Additionally, the extension is expected to cause a major shift in traffic patterns, as users move from buses and private cars to the metro. As a result, the number of buses serving the corridor is anticipated to drop from 955 to less than 600. The extension of Line 5 will entail significant environmental benefits by reducing fuel consumption (50 million liters of diesel and 70 million liters of gasoline per year) and in emissions of air pollutants (17,000 tons per year) and carbon dioxide (257,000 tons per year).

Incorporation of digital signaling and track control systems will help cut waiting time between trains from five minutes to two minutes, and enabling more users to travel in greater comfort.  Station platforms will have safety glass doors that will open only for loading and unloading, while stations and trains will be equipped with devices meeting the needs of persons with disabilities. All trains will have a fire emergency system, air conditioning, and free movement between cars.

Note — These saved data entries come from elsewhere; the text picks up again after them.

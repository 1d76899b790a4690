//! Day-state store: the files that carry state from one run to the next.

mod atomic;
mod day_file;
pub mod history;
pub mod ledger;
mod lock;
mod string_file;

use std::{
    fs,
    path::{Path, PathBuf},
};

use chrono::NaiveDate;

pub use self::{ledger::Ledger, lock::StoreLock};
use crate::{
    core::{
        aggregator::DayState,
        integrator::IntegrationMethod,
        series::{DailySeries, StringSeries},
        totals::DailyTotals,
    },
    prelude::*,
    settings::Paths,
};

const LOCK_FILE_NAME: &str = ".pvtally.lock";
const LEDGER_FILE_NAME: &str = "dailytotals.csv";
const LIVE_CHART_FILE_NAME: &str = "currentPwr.png";
const HISTORY_FILE_NAME: &str = "history.html";
const CORRUPT_SUFFIX: &str = "corrupt";

pub struct Store {
    paths: Paths,
}

impl Store {
    /// Make sure the output directories exist.
    #[instrument(skip_all, fields(live = %paths.live.display(), archive = %paths.archive.display()))]
    pub fn open(paths: &Paths) -> Result<Self> {
        for directory in [&paths.live, &paths.archive] {
            fs::create_dir_all(directory)
                .with_context(|| format!("failed to create `{}`", directory.display()))?;
        }
        Ok(Self { paths: paths.clone() })
    }

    pub fn try_lock(&self) -> Result<Option<StoreLock>> {
        StoreLock::try_acquire(&self.paths.archive.join(LOCK_FILE_NAME))
    }

    #[must_use]
    pub fn day_path(&self, day: NaiveDate) -> PathBuf {
        self.paths.archive.join(format!("{day}.csv"))
    }

    #[must_use]
    pub fn strings_path(&self, day: NaiveDate) -> PathBuf {
        self.paths.archive.join(format!("{day}-string.csv"))
    }

    #[must_use]
    pub fn summary_chart_file_name(day: NaiveDate) -> String {
        format!("{day}.png")
    }

    #[must_use]
    pub fn summary_chart_path(&self, day: NaiveDate) -> PathBuf {
        self.paths.archive.join(Self::summary_chart_file_name(day))
    }

    #[must_use]
    pub fn live_chart_path(&self) -> PathBuf {
        self.paths.live.join(LIVE_CHART_FILE_NAME)
    }

    #[must_use]
    pub fn ledger_path(&self) -> PathBuf {
        self.paths.archive.join(LEDGER_FILE_NAME)
    }

    #[must_use]
    pub fn history_path(&self) -> PathBuf {
        self.paths.live.join(HISTORY_FILE_NAME)
    }

    /// Load the day, starting afresh from whatever turns out unreadable.
    ///
    /// Unreadable files are moved aside with the `.corrupt` suffix, so that the next write does
    /// not silently destroy them.
    #[instrument(skip_all, fields(day = %day))]
    pub fn load_day(&self, day: NaiveDate, method: IntegrationMethod) -> DayState {
        let day_path = self.day_path(day);
        let series = match day_file::read(&day_path, day, method) {
            Ok(Some(series)) => series,
            Ok(None) => {
                info!("starting a new day");
                DailySeries::new(day)
            }
            Err(error) => {
                warn!(path = %day_path.display(), "corrupt day series, starting afresh: {error:#}");
                Self::quarantine(&day_path);
                DailySeries::new(day)
            }
        };

        let strings_path = self.strings_path(day);
        let strings = match string_file::read(&strings_path, day) {
            Ok(Some(strings))
                if strings.rows().iter().all(|row| series.contains(row.timestamp)) =>
            {
                strings
            }
            Ok(Some(_)) => {
                warn!(path = %strings_path.display(), "string series does not match the day series, starting afresh");
                Self::quarantine(&strings_path);
                StringSeries::new(day)
            }
            Ok(None) => {
                if !series.is_empty() {
                    info!(path = %strings_path.display(), "string series is missing");
                }
                StringSeries::new(day)
            }
            Err(error) => {
                warn!(path = %strings_path.display(), "corrupt string series, starting afresh: {error:#}");
                Self::quarantine(&strings_path);
                StringSeries::new(day)
            }
        };

        debug!(n_samples = series.len(), n_string_samples = strings.len(), "loaded");
        DayState { series, strings }
    }

    #[instrument(skip_all, fields(day = %state.day()))]
    pub fn save_day(&self, state: &DayState) -> Result {
        day_file::write(&self.day_path(state.day()), &state.series)?;
        string_file::write(&self.strings_path(state.day()), &state.strings)?;
        debug!(n_samples = state.series.len(), n_string_samples = state.strings.len(), "saved");
        Ok(())
    }

    pub fn read_ledger(&self) -> Result<Ledger> {
        Ledger::read(&self.ledger_path())
    }

    pub fn append_to_ledger(&self, totals: &DailyTotals) -> Result {
        Ledger::append(&self.ledger_path(), totals)
    }

    /// List the day's summary chart on top of `history.html`.
    pub fn prepend_to_history(&self, day: NaiveDate) -> Result<bool> {
        let entry = history::entry(&self.paths.web, day, &Self::summary_chart_file_name(day));
        history::prepend(&self.history_path(), day, &entry)
    }

    /// Let `draw` write the chart into a temporary file, then move it into place.
    pub fn write_chart(path: &Path, draw: impl FnOnce(&Path) -> Result) -> Result {
        atomic::replace_atomically(path, draw)
    }

    /// Earlier corrupt copies are kept: `x.csv.corrupt`, then `x.csv.1.corrupt`, and so on.
    fn quarantine(path: &Path) {
        let extension = path.extension().and_then(|extension| extension.to_str()).unwrap_or_default();
        let Some(target) = (0_u32..)
            .map(|n| match n {
                0 => path.with_extension(format!("{extension}.{CORRUPT_SUFFIX}")),
                n => path.with_extension(format!("{extension}.{n}.{CORRUPT_SUFFIX}")),
            })
            .find(|target| !target.exists())
        else {
            warn!("no free name to move `{}` aside", path.display());
            return;
        };
        match fs::rename(path, &target) {
            Ok(()) => warn!(target = %target.display(), "moved aside"),
            Err(error) => warn!("failed to move `{}` aside: {error:#}", path.display()),
        }
    }
}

In 2008, the IDB financed two urban transportation projects in São Paulo: upgrading Metro line 4, with a $129 million loan. The second loan of $168 million helped purchase new trains and control systems, and financed technical studies to expand public transportation in the southern part of the city, where most of low-income population lives.

The new Bank loan is for a 25-year term, with a 4 ½-year grace period and a LIBOR-based interest rate.